[Exercise materials Boundary: Start]

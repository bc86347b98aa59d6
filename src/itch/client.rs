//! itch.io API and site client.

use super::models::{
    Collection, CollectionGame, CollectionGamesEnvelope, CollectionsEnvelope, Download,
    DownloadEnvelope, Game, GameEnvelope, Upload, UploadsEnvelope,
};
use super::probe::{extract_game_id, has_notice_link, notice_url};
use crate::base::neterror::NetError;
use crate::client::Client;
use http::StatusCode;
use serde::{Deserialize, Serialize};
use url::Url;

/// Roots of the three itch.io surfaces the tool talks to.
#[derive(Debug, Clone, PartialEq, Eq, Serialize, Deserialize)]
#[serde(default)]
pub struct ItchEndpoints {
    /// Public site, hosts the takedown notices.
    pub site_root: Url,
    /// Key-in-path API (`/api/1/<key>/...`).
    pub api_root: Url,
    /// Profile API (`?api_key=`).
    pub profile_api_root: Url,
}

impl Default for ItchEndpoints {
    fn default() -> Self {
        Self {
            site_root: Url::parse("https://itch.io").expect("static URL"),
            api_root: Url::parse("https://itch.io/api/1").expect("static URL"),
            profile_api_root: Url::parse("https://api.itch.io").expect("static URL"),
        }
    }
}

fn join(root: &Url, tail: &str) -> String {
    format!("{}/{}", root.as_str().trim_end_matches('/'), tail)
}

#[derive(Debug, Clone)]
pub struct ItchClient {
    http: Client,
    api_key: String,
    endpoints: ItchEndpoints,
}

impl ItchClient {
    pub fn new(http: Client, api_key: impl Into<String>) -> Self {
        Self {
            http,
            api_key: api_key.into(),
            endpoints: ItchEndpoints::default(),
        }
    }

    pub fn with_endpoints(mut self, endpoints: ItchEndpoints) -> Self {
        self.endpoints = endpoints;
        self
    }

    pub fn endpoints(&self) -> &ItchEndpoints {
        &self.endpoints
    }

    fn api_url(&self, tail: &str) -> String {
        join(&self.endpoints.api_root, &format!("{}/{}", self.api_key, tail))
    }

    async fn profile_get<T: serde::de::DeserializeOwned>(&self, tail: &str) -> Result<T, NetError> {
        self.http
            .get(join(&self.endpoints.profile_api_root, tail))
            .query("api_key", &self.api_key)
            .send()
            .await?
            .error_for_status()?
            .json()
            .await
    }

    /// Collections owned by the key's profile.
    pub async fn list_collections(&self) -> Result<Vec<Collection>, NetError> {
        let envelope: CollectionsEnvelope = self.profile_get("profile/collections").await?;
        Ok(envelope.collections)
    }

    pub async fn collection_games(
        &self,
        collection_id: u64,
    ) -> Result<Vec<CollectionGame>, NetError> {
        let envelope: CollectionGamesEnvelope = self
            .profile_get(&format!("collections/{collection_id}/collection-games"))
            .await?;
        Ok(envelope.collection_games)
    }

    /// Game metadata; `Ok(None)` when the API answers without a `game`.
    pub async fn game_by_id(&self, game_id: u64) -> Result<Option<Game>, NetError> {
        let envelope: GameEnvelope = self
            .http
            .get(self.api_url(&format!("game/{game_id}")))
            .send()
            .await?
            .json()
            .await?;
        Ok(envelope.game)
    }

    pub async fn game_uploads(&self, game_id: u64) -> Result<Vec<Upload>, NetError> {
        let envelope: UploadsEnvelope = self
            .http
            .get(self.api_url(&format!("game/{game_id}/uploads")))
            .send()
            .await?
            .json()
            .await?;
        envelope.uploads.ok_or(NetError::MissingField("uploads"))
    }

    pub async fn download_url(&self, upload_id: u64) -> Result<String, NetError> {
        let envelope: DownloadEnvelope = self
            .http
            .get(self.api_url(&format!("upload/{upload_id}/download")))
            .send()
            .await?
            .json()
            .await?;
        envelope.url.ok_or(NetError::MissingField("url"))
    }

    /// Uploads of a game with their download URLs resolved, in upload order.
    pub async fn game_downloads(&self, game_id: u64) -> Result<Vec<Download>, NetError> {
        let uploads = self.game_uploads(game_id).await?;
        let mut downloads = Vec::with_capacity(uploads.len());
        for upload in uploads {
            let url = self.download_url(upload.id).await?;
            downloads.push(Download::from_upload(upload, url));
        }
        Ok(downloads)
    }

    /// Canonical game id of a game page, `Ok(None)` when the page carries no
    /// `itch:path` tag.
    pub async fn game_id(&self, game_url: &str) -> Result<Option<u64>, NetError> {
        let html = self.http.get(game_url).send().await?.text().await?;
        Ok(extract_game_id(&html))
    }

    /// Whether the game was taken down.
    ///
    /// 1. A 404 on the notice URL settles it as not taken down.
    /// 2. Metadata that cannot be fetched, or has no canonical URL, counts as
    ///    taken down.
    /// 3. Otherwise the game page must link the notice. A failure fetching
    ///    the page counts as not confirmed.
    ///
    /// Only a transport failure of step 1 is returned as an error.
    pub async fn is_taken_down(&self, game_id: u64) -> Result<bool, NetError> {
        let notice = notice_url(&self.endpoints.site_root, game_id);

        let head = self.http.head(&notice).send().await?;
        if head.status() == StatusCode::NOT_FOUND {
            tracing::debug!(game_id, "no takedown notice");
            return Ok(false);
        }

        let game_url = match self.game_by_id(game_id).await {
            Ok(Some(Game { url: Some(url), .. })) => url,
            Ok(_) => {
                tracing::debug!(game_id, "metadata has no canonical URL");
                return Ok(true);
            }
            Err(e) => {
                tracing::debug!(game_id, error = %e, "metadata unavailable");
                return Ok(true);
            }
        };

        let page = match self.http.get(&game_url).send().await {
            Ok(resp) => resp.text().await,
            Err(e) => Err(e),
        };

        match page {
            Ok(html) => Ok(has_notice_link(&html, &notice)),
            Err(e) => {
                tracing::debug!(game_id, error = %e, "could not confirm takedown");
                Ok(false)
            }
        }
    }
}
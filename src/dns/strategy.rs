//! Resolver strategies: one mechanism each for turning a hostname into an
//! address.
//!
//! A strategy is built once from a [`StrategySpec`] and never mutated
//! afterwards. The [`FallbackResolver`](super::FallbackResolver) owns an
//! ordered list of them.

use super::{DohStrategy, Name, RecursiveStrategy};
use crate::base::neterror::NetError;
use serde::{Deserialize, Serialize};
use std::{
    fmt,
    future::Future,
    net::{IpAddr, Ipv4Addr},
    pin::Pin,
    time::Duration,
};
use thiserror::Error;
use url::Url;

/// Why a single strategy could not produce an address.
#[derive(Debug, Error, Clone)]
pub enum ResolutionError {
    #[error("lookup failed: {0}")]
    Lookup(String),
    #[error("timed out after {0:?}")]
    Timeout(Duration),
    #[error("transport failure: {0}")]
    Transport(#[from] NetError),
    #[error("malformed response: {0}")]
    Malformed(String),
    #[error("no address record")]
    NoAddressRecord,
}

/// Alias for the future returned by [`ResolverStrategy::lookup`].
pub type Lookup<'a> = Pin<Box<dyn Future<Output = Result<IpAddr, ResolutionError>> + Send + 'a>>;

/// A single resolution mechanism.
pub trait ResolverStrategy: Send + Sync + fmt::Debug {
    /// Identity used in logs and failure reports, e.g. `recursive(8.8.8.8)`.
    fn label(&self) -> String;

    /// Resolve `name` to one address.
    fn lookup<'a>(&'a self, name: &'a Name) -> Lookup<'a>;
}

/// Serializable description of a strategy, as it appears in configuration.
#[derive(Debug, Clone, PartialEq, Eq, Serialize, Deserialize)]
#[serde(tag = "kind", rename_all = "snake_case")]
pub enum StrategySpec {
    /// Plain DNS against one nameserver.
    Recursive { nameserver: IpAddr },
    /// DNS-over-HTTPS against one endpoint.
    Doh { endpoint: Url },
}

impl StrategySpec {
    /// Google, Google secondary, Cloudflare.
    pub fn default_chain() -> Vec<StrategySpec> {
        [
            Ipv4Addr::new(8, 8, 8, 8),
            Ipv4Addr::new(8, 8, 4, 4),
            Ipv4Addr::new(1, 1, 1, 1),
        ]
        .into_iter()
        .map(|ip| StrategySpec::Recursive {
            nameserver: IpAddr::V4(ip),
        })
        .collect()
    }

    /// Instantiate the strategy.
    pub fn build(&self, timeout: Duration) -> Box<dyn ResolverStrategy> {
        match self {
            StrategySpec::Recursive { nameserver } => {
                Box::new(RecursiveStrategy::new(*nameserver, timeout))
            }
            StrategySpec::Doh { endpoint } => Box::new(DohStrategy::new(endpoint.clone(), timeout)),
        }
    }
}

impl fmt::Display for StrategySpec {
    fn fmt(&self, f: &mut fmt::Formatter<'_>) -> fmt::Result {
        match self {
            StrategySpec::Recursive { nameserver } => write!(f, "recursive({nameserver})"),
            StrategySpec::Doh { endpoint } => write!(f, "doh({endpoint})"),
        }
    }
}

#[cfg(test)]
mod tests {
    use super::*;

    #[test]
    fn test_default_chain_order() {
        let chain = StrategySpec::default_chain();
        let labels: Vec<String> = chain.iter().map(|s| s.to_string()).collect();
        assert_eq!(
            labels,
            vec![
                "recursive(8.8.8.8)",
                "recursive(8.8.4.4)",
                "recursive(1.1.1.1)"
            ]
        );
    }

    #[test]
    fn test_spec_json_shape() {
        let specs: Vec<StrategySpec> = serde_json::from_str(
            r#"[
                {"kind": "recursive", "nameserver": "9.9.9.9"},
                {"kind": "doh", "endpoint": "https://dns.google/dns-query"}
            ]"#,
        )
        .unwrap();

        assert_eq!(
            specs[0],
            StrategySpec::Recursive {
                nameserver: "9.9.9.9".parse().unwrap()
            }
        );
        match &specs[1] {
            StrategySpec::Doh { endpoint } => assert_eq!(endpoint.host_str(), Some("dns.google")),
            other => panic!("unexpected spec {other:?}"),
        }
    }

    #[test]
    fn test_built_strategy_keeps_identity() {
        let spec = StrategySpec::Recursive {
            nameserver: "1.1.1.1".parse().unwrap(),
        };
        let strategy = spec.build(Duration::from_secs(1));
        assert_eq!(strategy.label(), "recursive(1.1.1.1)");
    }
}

[Exercise materials Boundary: End]

* [Your goal] From the first line of the entries above to the line with "use http::StatusCode;", please return every line exactly, keeping both ends.

* [Written response]
repository bc86347b98aa59d6
filename src/itch/client.rs
//! itch.io API and site client.

use super::models::{
    Collection, CollectionGame, CollectionGamesEnvelope, CollectionsEnvelope, Download,
    DownloadEnvelope, Game, GameEnvelope, Upload, UploadsEnvelope,
};
use super::probe::{extract_game_id, has_notice_link, notice_url};
use crate::base::neterror::NetError;
use crate::client::Client;
use http::StatusCode;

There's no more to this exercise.